もう一つの大きな課題は、熊への対応体制そのものです。現在、ほとんどの自治体では、出没時の対応を「猟友会」に依存しています。猟友会は狩猟を趣味とする人たちの任意団体であり、行政組織ではありません。会員の多くは高齢化し、日当数千円の手当てで危険な駆除作業に当たっているのが実情です。命の危険を伴う業務を、ボランティア精神に頼っている構図は明らかに制度としての限界を迎えています。佐竹敬久前秋田県知事が「今は熊との戦争だ。趣味の団体に頼る時代ではない」と指摘したのも当然のことです。
本来、野生動物管理は行政の責務であり、専門性を要する“公共の仕事”です。アメリカやカナダでは「ワイルドライフレンジャー」や「ベアマネジメントチーム」が常設され、出没対応・麻酔・移送・住民啓発を一体で行っています。日本でも、同様の「野生動物管理専門官」や「出没危機対応チーム」を地方自治体やブロック単位で設けるべきです。環境保全の枠組みではなく、人命と生活を守る防災・安全保障の視点で制度を組み替える必要があります。

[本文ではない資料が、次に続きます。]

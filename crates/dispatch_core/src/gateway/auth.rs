//! Session credentials: a bearer token resolved to a worker identity once,
//! at session establishment.

use std::collections::HashMap;

use chrono::{DateTime, Utc};
use jsonwebtoken::{decode, encode, Algorithm, DecodingKey, EncodingKey, Header, Validation};
use serde::{Deserialize, Serialize};

use super::GatewayError;

pub trait CredentialVerifier: Send + Sync {
    /// Resolve a bearer token to the worker it identifies.
    fn verify(&self, token: &str) -> Result<String, GatewayError>;
}

/// Fixed token table, for tests and single-tenant deployments.
#[derive(Debug, Default, Clone)]
pub struct StaticTokenVerifier {
    tokens: HashMap<String, String>,
}

impl StaticTokenVerifier {
    pub fn new() -> Self {
        Self::default()
    }

    pub fn with_token(mut self, token: &str, worker_id: &str) -> Self {
        self.tokens.insert(token.to_string(), worker_id.to_string());
        self
    }
}

impl CredentialVerifier for StaticTokenVerifier {
    fn verify(&self, token: &str) -> Result<String, GatewayError> {
        self.tokens
            .get(token)
            .cloned()
            .ok_or(GatewayError::Unauthenticated)
    }
}

/// Claims of an access token minted by the auth service.
#[derive(Debug, Clone, Serialize, Deserialize)]
#[serde(rename_all = "camelCase")]
struct AccessClaims {
    user_id: String,
    #[serde(default)]
    roles: Vec<String>,
    #[serde(rename = "type", default, skip_serializing_if = "Option::is_none")]
    token_type: Option<String>,
    exp: i64,
}

/// HS256 JSON web tokens. Refresh tokens and expired tokens are refused.
#[derive(Clone)]
pub struct JwtVerifier {
    encoding: EncodingKey,
    decoding: DecodingKey,
    validation: Validation,
}

impl JwtVerifier {
    pub fn new(secret: impl AsRef<[u8]>) -> Self {
        let secret = secret.as_ref();
        Self {
            encoding: EncodingKey::from_secret(secret),
            decoding: DecodingKey::from_secret(secret),
            validation: Validation::new(Algorithm::HS256),
        }
    }

    /// Mint an access token for `worker_id` under this verifier's secret.
    pub fn issue(
        &self,
        worker_id: &str,
        expires_at: DateTime<Utc>,
    ) -> Result<String, jsonwebtoken::errors::Error> {
        let claims = AccessClaims {
            user_id: worker_id.to_string(),
            roles: vec!["driver".to_string()],
            token_type: Some("access".to_string()),
            exp: expires_at.timestamp(),
        };
        encode(&Header::new(Algorithm::HS256), &claims, &self.encoding)
    }
}

impl CredentialVerifier for JwtVerifier {
    fn verify(&self, token: &str) -> Result<String, GatewayError> {
        let claims = decode::<AccessClaims>(token, &self.decoding, &self.validation)
            .map_err(|_| GatewayError::Unauthenticated)?
            .claims;
        if claims.token_type.as_deref().is_some_and(|kind| kind != "access") {
            return Err(GatewayError::Unauthenticated);
        }
        if claims.user_id.trim().is_empty() {
            return Err(GatewayError::Unauthenticated);
        }
        Ok(claims.user_id)
    }
}
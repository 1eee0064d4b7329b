#![allow(dead_code)]

pub mod broker;
pub mod client;

use std::time::Duration;

/// Upper bound for anything a test waits on.
pub const WAIT: Duration = Duration::from_secs(3);

/// Poll `condition` until it holds, failing the test after [`WAIT`].
pub async fn eventually<F: Fn() -> bool>(what: &str, condition: F) {
    let deadline = tokio::time::Instant::now() + WAIT;
    while !condition() {
        assert!(
            tokio::time::Instant::now() < deadline,
            "timed out waiting for {what}"
        );
        tokio::time::sleep(Duration::from_millis(5)).await;
    }
}

/// Give in-flight consumers time to act before asserting that nothing more
/// happened.
pub async fn settle() {
    tokio::time::sleep(Duration::from_millis(150)).await;
}
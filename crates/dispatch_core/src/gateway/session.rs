use std::sync::atomic::{AtomicU64, Ordering};
use std::sync::Arc;
use std::time::Duration;

use tokio::sync::mpsc;
use tracing::{debug, info, warn};

use dispatch_contract::contract::{Envelope, LocationSample};
use dispatch_contract::topology::{trip_room, TRACKING_EXCHANGE};

use super::auth::CredentialVerifier;
use super::protocol::{ClientEvent, LocationUpdate, ServerEvent, SessionInfo};
use super::rooms::{SessionHandle, TripRooms};
use super::GatewayError;
use crate::channel::{Connector, ExchangeKind, ReconnectPolicy, Supervisor};
use crate::clock::Clock;
use crate::spatial::DriverGeoIndex;

pub const DEFAULT_OUTBOUND_CAPACITY: usize = 64;
pub const DEFAULT_AUTH_TIMEOUT: Duration = Duration::from_secs(10);
pub const DEFAULT_MAX_LINE_BYTES: usize = 16 * 1024;

#[derive(Debug, Clone, Copy, PartialEq, Eq)]
pub struct GatewaySettings {
    /// Per-session outbound queue depth before events are dropped.
    pub outbound_capacity: usize,
    /// How long a new connection may take to send its credentials.
    pub auth_timeout: Duration,
    /// Longest inbound line accepted before the connection is closed.
    pub max_line_bytes: usize,
}

impl Default for GatewaySettings {
    fn default() -> Self {
        Self {
            outbound_capacity: DEFAULT_OUTBOUND_CAPACITY,
            auth_timeout: DEFAULT_AUTH_TIMEOUT,
            max_line_bytes: DEFAULT_MAX_LINE_BYTES,
        }
    }
}

/// Supervisor declaring the tracking fanout the gateway publishes to.
pub fn gateway_supervisor<K: Connector>(connector: K, policy: ReconnectPolicy) -> Supervisor<K> {
    Supervisor::new(connector, policy).with_exchange(TRACKING_EXCHANGE, ExchangeKind::Fanout)
}

/// Transport-independent session logic: authentication, location updates
/// and trip room membership.
pub struct LocationGateway<K: Connector> {
    index: Arc<DriverGeoIndex>,
    rooms: Arc<TripRooms>,
    publisher: Arc<Supervisor<K>>,
    verifier: Arc<dyn CredentialVerifier>,
    clock: Arc<dyn Clock>,
    settings: GatewaySettings,
    next_session: AtomicU64,
}

impl<K: Connector> LocationGateway<K> {
    pub fn new(
        index: Arc<DriverGeoIndex>,
        rooms: Arc<TripRooms>,
        publisher: Arc<Supervisor<K>>,
        verifier: Arc<dyn CredentialVerifier>,
        clock: Arc<dyn Clock>,
        settings: GatewaySettings,
    ) -> Self {
        Self {
            index,
            rooms,
            publisher,
            verifier,
            clock,
            settings,
            next_session: AtomicU64::new(1),
        }
    }

    pub fn settings(&self) -> &GatewaySettings {
        &self.settings
    }

    pub fn rooms(&self) -> &Arc<TripRooms> {
        &self.rooms
    }

    /// Verify the bearer token and open a session for its worker.
    ///
    /// The returned receiver carries every event destined for the session,
    /// starting with `authenticated`.
    pub fn open_session(
        &self,
        token: &str,
    ) -> Result<(SessionHandle, mpsc::Receiver<ServerEvent>), GatewayError> {
        let worker_id = self.verifier.verify(token).inspect_err(|_| {
            warn!("session refused: invalid credentials");
        })?;
        let id = self.next_session.fetch_add(1, Ordering::Relaxed);
        let (tx, rx) = mpsc::channel(self.settings.outbound_capacity.max(1));
        let session = SessionHandle::new(id, worker_id, tx);

        session.send(ServerEvent::Authenticated(SessionInfo {
            session_id: id,
            worker_id: session.worker_id.clone(),
        }));
        info!(session_id = id, worker_id = %session.worker_id, "session opened");
        Ok((session, rx))
    }

    /// Apply one client event. Invalid input is answered on the session and
    /// never closes it; an `Err` means the location could not be published.
    pub async fn handle_event(
        &self,
        session: &SessionHandle,
        event: ClientEvent,
    ) -> Result<(), GatewayError> {
        match event {
            ClientEvent::Authenticate(_) => {
                session.send(ServerEvent::error("session is already authenticated"));
                Ok(())
            }
            ClientEvent::UpdateLocation(update) => self.update_location(session, update).await,
            ClientEvent::JoinTrip(trip) => {
                self.rooms.join(&trip_room(&trip.trip_id), session);
                info!(session_id = session.id, trip_id = %trip.trip_id, "joined trip room");
                Ok(())
            }
            ClientEvent::LeaveTrip(trip) => {
                self.rooms.leave(&trip_room(&trip.trip_id), session.id);
                debug!(session_id = session.id, trip_id = %trip.trip_id, "left trip room");
                Ok(())
            }
        }
    }

    async fn update_location(
        &self,
        session: &SessionHandle,
        update: LocationUpdate,
    ) -> Result<(), GatewayError> {
        let service_type = update.service_type.unwrap_or_default();
        if let Err(err) = self
            .index
            .upsert(&session.worker_id, service_type, update.lat, update.lng)
        {
            debug!(session_id = session.id, error = %err, "location update rejected");
            session.send(ServerEvent::error(err.to_string()));
            return Ok(());
        }

        let sample = LocationSample {
            worker_id: session.worker_id.clone(),
            service_type,
            lat: update.lat,
            lng: update.lng,
            heading: update.heading,
            speed: update.speed,
            trip_id: update.trip_id,
            timestamp: self.clock.now(),
        };
        self.publisher
            .publish(TRACKING_EXCHANGE, "", &Envelope::LocationSampled(sample))
            .await?;
        Ok(())
    }

    /// Tear down every room membership. The index entry is left to expire.
    pub fn close_session(&self, session: &SessionHandle) {
        let rooms_left = self.rooms.leave_all(session.id);
        info!(
            session_id = session.id,
            worker_id = %session.worker_id,
            rooms_left,
            "session closed"
        );
    }
}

熊は敵ではありません。自然と人との距離が壊れた現実を映し出す鏡のような存在です。いま必要なのは、恐怖を煽る映像や一時的な駆除ではなく、共存を可能にする知恵と制度を築くことです。ゾーニングで環境を整え、専門体制で安全を守る。熊との距離を測ることは、私たち自身が自然とどう向き合うかを問うことでもあります。熊が里に降りたのではなく、私たちが山を忘れてしまったのではないか――。そう考えることから、次の一歩が始まるのだと思います。